*Task to complete*:
Return, from the material below, each line in which the word "const" is present.

*Data for analysis*:
//! Newtype IDs for type-safe entity references.
//!
//! Use the `define_id!` macro to create type-safe ID wrappers that prevent
//! accidentally mixing IDs from different entity types. IDs are UUID-backed
//! because the backing store keys every row by UUID, and checkout generates
//! order identifiers client-side before the insert.

/// Macro to define a type-safe ID wrapper.
///
/// Creates a newtype wrapper around [`Uuid`] with:
/// - `Serialize`/`Deserialize` with `#[serde(transparent)]`
/// - `Debug`, `Clone`, `Copy`, `PartialEq`, `Eq`, `Hash`
/// - Conversion methods: `new()`, `new_v4()`, `as_uuid()`
/// - `From<Uuid>` and `Into<Uuid>` implementations
/// - A `short()` display form (first 8 hex chars, used for order references)
/// - `sqlx` `Type`, `Encode`, and `Decode` implementations (with `postgres` feature)
///
/// # Example
///
/// ```rust
/// # use posie_core::define_id;
/// define_id!(UserId);
/// define_id!(OrderId);
///
/// let user_id = UserId::new_v4();
/// let order_id = OrderId::new_v4();
///
/// // These are different types, so this won't compile:
/// // let _: UserId = order_id;
/// ```
#[macro_export]
macro_rules! define_id {
    ($name:ident) => {
        #[derive(
            Debug,
            Clone,
            Copy,
            PartialEq,
            Eq,
            Hash,
            ::serde::Serialize,
            ::serde::Deserialize
        )]
        #[serde(transparent)]
        pub struct $name(::uuid::Uuid);

        impl $name {
            /// Create an ID from an existing UUID.
            #[must_use]
            pub const fn new(id: ::uuid::Uuid) -> Self {
                Self(id)
            }

            /// Generate a fresh random (v4) ID.
            #[must_use]
            pub fn new_v4() -> Self {
                Self(::uuid::Uuid::new_v4())
            }

            /// Get the underlying UUID value.
            #[must_use]
            pub const fn as_uuid(&self) -> ::uuid::Uuid {
                self.0
            }

            /// Short human-facing reference (first 8 hex chars).
            #[must_use]
            pub fn short(&self) -> String {
                self.0.simple().to_string().chars().take(8).collect()
            }
        }

        impl ::core::fmt::Display for $name {
            fn fmt(&self, f: &mut ::core::fmt::Formatter<'_>) -> ::core::fmt::Result {
                write!(f, "{}", self.0)
            }
        }

        impl From<::uuid::Uuid> for $name {
            fn from(id: ::uuid::Uuid) -> Self {
                Self(id)
            }
        }

        impl From<$name> for ::uuid::Uuid {
            fn from(id: $name) -> Self {
                id.0
            }
        }

        impl ::core::str::FromStr for $name {
            type Err = ::uuid::Error;

            fn from_str(s: &str) -> ::core::result::Result<Self, Self::Err> {
                Ok(Self(s.parse::<::uuid::Uuid>()?))
            }
        }

        #[cfg(feature = "postgres")]
        impl ::sqlx::Type<::sqlx::Postgres> for $name {
            fn type_info() -> ::sqlx::postgres::PgTypeInfo {
                <::uuid::Uuid as ::sqlx::Type<::sqlx::Postgres>>::type_info()
            }

            fn compatible(ty: &::sqlx::postgres::PgTypeInfo) -> bool {
                <::uuid::Uuid as ::sqlx::Type<::sqlx::Postgres>>::compatible(ty)
            }
        }

        #[cfg(feature = "postgres")]
        impl<'r> ::sqlx::Decode<'r, ::sqlx::Postgres> for $name {
            fn decode(
                value: ::sqlx::postgres::PgValueRef<'r>,
            ) -> ::core::result::Result<Self, ::sqlx::error::BoxDynError> {
                let id = <::uuid::Uuid as ::sqlx::Decode<::sqlx::Postgres>>::decode(value)?;
                Ok(Self(id))
            }
        }

        #[cfg(feature = "postgres")]
        impl ::sqlx::Encode<'_, ::sqlx::Postgres> for $name {
            fn encode_by_ref(
                &self,
                buf: &mut ::sqlx::postgres::PgArgumentBuffer,
            ) -> ::std::result::Result<::sqlx::encode::IsNull, ::sqlx::error::BoxDynError> {
                <::uuid::Uuid as ::sqlx::Encode<::sqlx::Postgres>>::encode_by_ref(&self.0, buf)
            }
        }
    };
}

// Define standard entity IDs
define_id!(UserId);
define_id!(ProductId);
define_id!(OrderId);
define_id!(OrderItemId);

*Answer area*:
            pub const fn new(id: ::uuid::Uuid) -> Self {
            pub const fn as_uuid(&self) -> ::uuid::Uuid {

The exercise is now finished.